Vicious racing dogs have no relation to rock as far as I know, but do make a hell of an album cover.
Year of Release: 1994
I've sometimes had the very un-American sounding, non-troop/bald eagle supporting view that while our country invented rock music, the British have perfected it and are historically just better at it than we are. You could even take away the Beatles and the Rolling Stones and I'd still just ask you to look at the 1970's alone. Led Zeppelin, Pink Floyd, Joy Division, The Who, David Bowie, Queen, Elton John, The Clash, etc. So much of what we consider to be the foundation for what we listen to today has been forged by those damned awesome Brits--probably in the same way that Chuck Berry, Buddy Holly, Little Richard, Jerry Lee Lewis, Bo Diddley, Muddy Waters, and Elvis Presley did for many of them. Americans laid the foundation. The British built the gigantic skyscraper on top of it.
Now of course this isn't to say there isn't great American music. The British just appear to have a body of work that's hard--if not impossible to match--when it comes to rock 'n' roll. We still have them on soul and R&B and pop music in general, but I digress. While Nirvana's Nevermind forged a huge shift in my little music brain in the early 90's and Radiohead's first couple of albums were really great (and much more appreciated by me now than they were then), it was Blur's Parklife that started my love affair with British music.

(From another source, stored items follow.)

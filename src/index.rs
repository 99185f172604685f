use std::{collections::HashMap, fmt};

use serde::{Deserialize, Serialize};

macro_rules! digest_id {
    ($name:ident) => {
        #[derive(Clone, Copy, PartialEq, Eq, Hash, PartialOrd, Ord, Serialize, Deserialize)]
        pub struct $name(pub [u8; 32]);

        impl $name {
            pub fn hash(data: &[u8]) -> Self {
                Self(*blake3::hash(data).as_bytes())
            }

            /// First four bytes in hex, for log lines.
            pub fn short(&self) -> String {
                self.0[..4].iter().map(|b| format!("{b:02x}")).collect()
            }
        }

        impl fmt::Display for $name {
            fn fmt(&self, f: &mut fmt::Formatter<'_>) -> fmt::Result {
                for b in self.0 {
                    write!(f, "{b:02x}")?;
                }
                Ok(())
            }
        }

        impl fmt::Debug for $name {
            fn fmt(&self, f: &mut fmt::Formatter<'_>) -> fmt::Result {
                write!(f, "{}({})", stringify!($name), self.short())
            }
        }
    };
}

digest_id!(BlobId);
digest_id!(PackId);

impl BlobId {
    /// Id of a chunk made of `max_size` zero bytes. Long runs of zeros are
    /// cut at the chunker's maximum size, so this is the chunk a hole turns
    /// into.
    pub fn zero_chunk(max_size: u32) -> Self {
        Self::hash(&vec![0u8; max_size as usize])
    }
}

#[derive(Debug, Clone, Copy, PartialEq, Eq, Hash, Serialize, Deserialize)]
pub enum BlobType {
    Data,
    Tree,
}

#[derive(Debug, Clone, Copy, PartialEq, Eq, Hash)]
pub struct BlobHandle {
    pub id: BlobId,
    pub kind: BlobType,
}

/// Where a blob lives inside its pack.
#[derive(Debug, Clone, Copy, PartialEq, Eq)]
pub struct Blob {
    pub handle: BlobHandle,
    pub offset: u64,
    pub length: u32,
}

impl Blob {
    pub fn id(&self) -> BlobId {
        self.handle.id
    }

    /// Length of the plaintext written to the target file.
    pub fn data_length(&self) -> u64 {
        self.length as u64
    }
}

#[derive(Debug, Clone, Copy, PartialEq, Eq)]
pub struct PackedBlob {
    pub pack_id: PackId,
    pub blob: Blob,
}

/// Maps a blob to the packs storing it.
pub trait BlobLocator: Send + Sync {
    /// An empty result means the blob is unknown.
    fn lookup(&self, kind: BlobType, id: &BlobId) -> Vec<PackedBlob>;
}

#[derive(Debug, Default)]
pub struct MemoryIndex {
    entries: HashMap<BlobHandle, Vec<PackedBlob>>,
}

impl MemoryIndex {
    pub fn new() -> Self {
        Self::default()
    }

    pub fn insert(&mut self, pack_id: PackId, blob: Blob) {
        let packs = self.entries.entry(blob.handle).or_default();
        if packs.iter().any(|p| p.pack_id == pack_id) {
            return;
        }
        packs.push(PackedBlob { pack_id, blob });
    }

    pub fn len(&self) -> usize {
        self.entries.len()
    }

    pub fn is_empty(&self) -> bool {
        self.entries.is_empty()
    }
}

impl BlobLocator for MemoryIndex {
    fn lookup(&self, kind: BlobType, id: &BlobId) -> Vec<PackedBlob> {
        self.entries
            .get(&BlobHandle { id: *id, kind })
            .cloned()
            .unwrap_or_default()
    }
}

#[cfg(test)]
mod tests {
    use super::*;

    fn data_blob(data: &[u8], offset: u64) -> Blob {
        Blob {
            handle: BlobHandle {
                id: BlobId::hash(data),
                kind: BlobType::Data,
            },
            offset,
            length: data.len() as u32,
        }
    }

    #[test]
    fn lookup_ignores_duplicate_pack_entries() {
        let pack = PackId::hash(b"pack");
        let blob = data_blob(b"hello", 0);

        let mut index = MemoryIndex::new();
        index.insert(pack, blob);
        index.insert(pack, blob);
        index.insert(PackId::hash(b"other"), blob);

        let found = index.lookup(BlobType::Data, &blob.id());
        assert_eq!(found.len(), 2);
        assert_eq!(found[0].pack_id, pack);
    }

    #[test]
    fn lookup_is_keyed_by_type() {
        let blob = data_blob(b"tree?", 0);
        let mut index = MemoryIndex::new();
        index.insert(PackId::hash(b"pack"), blob);

        assert!(index.lookup(BlobType::Tree, &blob.id()).is_empty());
    }

    #[test]
    fn display_is_full_hex() {
        let id = BlobId([0xab; 32]);
        assert_eq!(id.to_string(), "ab".repeat(32));
        assert_eq!(id.short(), "abababab");
    }

    #[test]
    fn zero_chunk_hashes_zeros() {
        assert_eq!(BlobId::zero_chunk(16), BlobId::hash(&[0u8; 16]));
    }
}
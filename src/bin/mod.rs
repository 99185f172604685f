use std::{io, path::PathBuf};

use clap::{Parser, Subcommand};
use packrestore::{
    command::{
        backup::backup,
        restore::{RestoreOptions, restore},
    },
    config::{BackupConfig, RestoreConfig},
    storage::LocalStorage,
};
use tokio_util::sync::CancellationToken;
use tracing::{error, level_filters::LevelFilter, warn};

#[derive(Debug, Clone, Parser)]
struct Args {
    #[command(subcommand)]
    command: Commands,
    #[arg(long, default_value_t = false)]
    verbose: bool,
}

#[derive(Debug, Clone, Subcommand)]
enum Commands {
    /// Store a directory tree in a repository.
    Backup {
        source: PathBuf,
        repository: PathBuf,
        /// Snapshot whose blobs are reused instead of uploaded again.
        #[arg(long)]
        parent: Option<String>,
    },
    /// Restore a snapshot into a directory.
    Restore {
        destination: PathBuf,
        repository: PathBuf,
        snapshot: String,
        #[arg(long, default_value_t = RestoreConfig::default().connections)]
        connections: usize,
        #[arg(long, default_value_t = false)]
        sparse: bool,
        #[arg(long, default_value_t = false)]
        allow_recursive_delete: bool,
        #[arg(long, default_value_t = false)]
        ignore_errors: bool,
    },
}

#[tokio::main]
async fn main() -> io::Result<()> {
    let args = Args::parse();

    let log_level = if args.verbose {
        LevelFilter::TRACE
    } else {
        LevelFilter::INFO
    };

    tracing_subscriber::fmt().with_max_level(log_level).init();

    match args.command {
        Commands::Backup {
            source,
            repository,
            parent,
        } => {
            let storage = LocalStorage::new(repository).await?;
            let id = backup(source, parent, &storage, BackupConfig::default()).await?;

            println!("{id}");
        }
        Commands::Restore {
            destination,
            repository,
            snapshot,
            connections,
            sparse,
            allow_recursive_delete,
            ignore_errors,
        } => {
            let storage = LocalStorage::new(repository).await?;
            let options = RestoreOptions {
                config: RestoreConfig {
                    connections,
                    sparse,
                    allow_recursive_delete,
                },
                ignore_errors,
            };

            let cancel = CancellationToken::new();
            let on_interrupt = cancel.clone();
            tokio::spawn(async move {
                if tokio::signal::ctrl_c().await.is_ok() {
                    warn!("interrupted, stopping restore");
                    on_interrupt.cancel();
                }
            });

            let summary = restore(destination, &snapshot, storage, &options, &cancel)
                .await
                .map_err(io::Error::other)?;

            if !summary.failures.is_empty() {
                for (path, reason) in &summary.failures {
                    error!(path = %path.display(), %reason, "not restored");
                }
                return Err(io::Error::other(format!(
                    "{} files could not be restored",
                    summary.failures.len()
                )));
            }
        }
    }

    Ok(())
}
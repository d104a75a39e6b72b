//! Inspect command implementation.

use super::read_batch;
use crate::error::{CliError, CliResult};
use mastersync_protocol::SyncBatch;
use serde::Serialize;
use std::path::Path;

/// Batch contents without the payloads.
#[derive(Debug, Serialize)]
pub struct BatchSummary {
    /// Server timestamp, if present.
    pub last_sync_time: Option<String>,
    /// Datasets in wire order.
    pub datasets: Vec<DatasetSummary>,
}

/// One dataset line.
#[derive(Debug, Serialize)]
pub struct DatasetSummary {
    /// Category name.
    pub category: String,
    /// Wire kind.
    pub kind: &'static str,
    /// Encoded payload length in bytes.
    pub payload_bytes: usize,
    /// Whether an earlier dataset of the same fixed category hides this one.
    pub shadowed: bool,
}

impl BatchSummary {
    /// Summarizes a batch.
    #[must_use]
    pub fn of(batch: &SyncBatch) -> Self {
        let shadowed = batch.shadowed();
        let datasets = batch
            .entries
            .iter()
            .map(|d| DatasetSummary {
                category: d.category_name.clone(),
                kind: d.kind.as_wire(),
                payload_bytes: d.payload_len(),
                shadowed: shadowed.iter().any(|s| std::ptr::eq(*s, d)),
            })
            .collect();
        Self {
            last_sync_time: batch.last_sync_time.clone(),
            datasets,
        }
    }
}

/// Lists the datasets of a batch file.
pub fn run(batch: &Path, format: &str) -> CliResult<()> {
    let summary = BatchSummary::of(&read_batch(batch)?);

    match format {
        "json" => {
            let json = serde_json::to_string_pretty(&summary)
                .map_err(|e| CliError::Input(format!("summary is not serializable: {e}")))?;
            println!("{json}");
        }
        _ => {
            println!("Batch: {}", batch.display());
            println!(
                "Last sync time: {}",
                summary.last_sync_time.as_deref().unwrap_or("-")
            );
            println!();
            println!("{:<32} {:<16} {:>10}", "Category", "Kind", "Bytes");
            println!("{}", "-".repeat(60));
            for d in &summary.datasets {
                let note = if d.shadowed { "  (ignored)" } else { "" };
                println!(
                    "{:<32} {:<16} {:>10}{}",
                    d.category, d.kind, d.payload_bytes, note
                );
            }
            println!();
            println!("Total datasets: {}", summary.datasets.len());
        }
    }

    Ok(())
}
//! Entity store port.

use crate::error::{StorageError, StorageResult};
use mastersync_core::{Entity, EntityKey};
use std::collections::BTreeMap;

/// Persistent table for one category.
///
/// `upsert_all` is the only write path the sync engine uses: insert or
/// replace by primary key. Stores are shared across sync tasks, so every
/// method takes `&self` and implementations synchronize internally.
///
/// # Invariants
///
/// - After `upsert_all(v)`, `get(k)` returns the last entity of `v` keyed `k`
/// - Upserting the same entities twice leaves the table unchanged
/// - A table holds entities of a single shape
pub trait EntityStore: Send + Sync {
    /// Label of the table, used in logs and file names.
    fn table(&self) -> &str;

    /// Inserts or replaces every entity by key. Returns how many were written.
    ///
    /// # Errors
    ///
    /// Returns [`StorageError::Constraint`] if the entities do not all share
    /// the table's shape.
    fn upsert_all(&self, entities: Vec<Entity>) -> StorageResult<usize>;

    /// Returns every entity whose `name` field equals `name`, ignoring case.
    fn find_all_by_name(&self, name: &str) -> StorageResult<Vec<Entity>>;

    /// Deletes the entity with the given key. Returns true if it existed.
    fn delete(&self, key: &EntityKey) -> StorageResult<bool>;

    /// Deletes several entities. Returns how many existed.
    fn delete_all(&self, keys: &[EntityKey]) -> StorageResult<usize> {
        let mut removed = 0;
        for key in keys {
            if self.delete(key)? {
                removed += 1;
            }
        }
        Ok(removed)
    }

    /// Returns the entity with the given key.
    fn get(&self, key: &EntityKey) -> StorageResult<Option<Entity>>;

    /// Returns every entity in key order.
    fn all(&self) -> StorageResult<Vec<Entity>>;

    /// Number of stored entities.
    fn len(&self) -> StorageResult<usize>;

    /// Returns true if the table is empty.
    fn is_empty(&self) -> StorageResult<bool> {
        Ok(self.len()? == 0)
    }
}

/// In-memory table contents shared by the store implementations.
#[derive(Debug, Default, Clone)]
pub(crate) struct Table {
    /// Shape fixed by the first non-empty upsert.
    pub(crate) shape: Option<String>,
    pub(crate) rows: BTreeMap<EntityKey, Entity>,
}

impl Table {
    /// Validates the whole batch before touching any row.
    pub(crate) fn upsert(&mut self, table: &str, entities: Vec<Entity>) -> StorageResult<usize> {
        let Some(first) = entities.first() else {
            return Ok(0);
        };
        let shape = self.shape.clone().unwrap_or_else(|| first.shape.clone());

        if let Some(stray) = entities.iter().find(|e| e.shape != shape) {
            return Err(StorageError::constraint(format!(
                "table '{table}' holds {shape}, refusing {} entity {}",
                stray.shape, stray.key
            )));
        }

        self.shape = Some(shape);
        let written = entities.len();
        for entity in entities {
            self.rows.insert(entity.key.clone(), entity);
        }
        Ok(written)
    }

    pub(crate) fn find_by_name(&self, name: &str) -> Vec<Entity> {
        let wanted = name.to_lowercase();
        self.rows
            .values()
            .filter(|e| e.name().is_some_and(|n| n.to_lowercase() == wanted))
            .cloned()
            .collect()
    }
}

Parklife is a stylish, complex, and always entertaining mix of rock and disco and synth pop and probably more influences than I can even describe fifteen years on. But the one pervasive element of this album that made it so different for me was that it was BRITISH, through and through. It has been written ad nauseam about how Blur frontman Damon Albarn wrote the songs contained herein with the specific intention of focusing on the British way of life. But for a young teenage American whose entire exposure to British music up to that point had been to bands that I either didn't know where British or didn't think sounded any different than an American artist, Parklife was a jolt to my system. Blur sound British. They talk about their life in their country without the slightest hint that their stories could be more interesting if told in an American setting (a la many Rolling Stones tunes). In fact, they openly mocked the "American stepchild" complex that many Brits at that time had in the hilarious "Magic America". The songs on the album range from classically dance-driven ("Boys and Girls") to absurdly funny ("Parklife") to heartbreakingly beautiful ("Badhead" and "This is a Low"). Parklife is a collection of genres, ideas, and emotions collected in a manner that reflected an entirely new point of view at the time for many of my age who had never really conceived of life standing on another country's soil. And while I assign importance and nostalgia to this album for a variety of reasons, what truly makes Parklife great is how enjoyable and catchy it is on top of all that. Take a flier and get in touch with your inner pop rock BBC.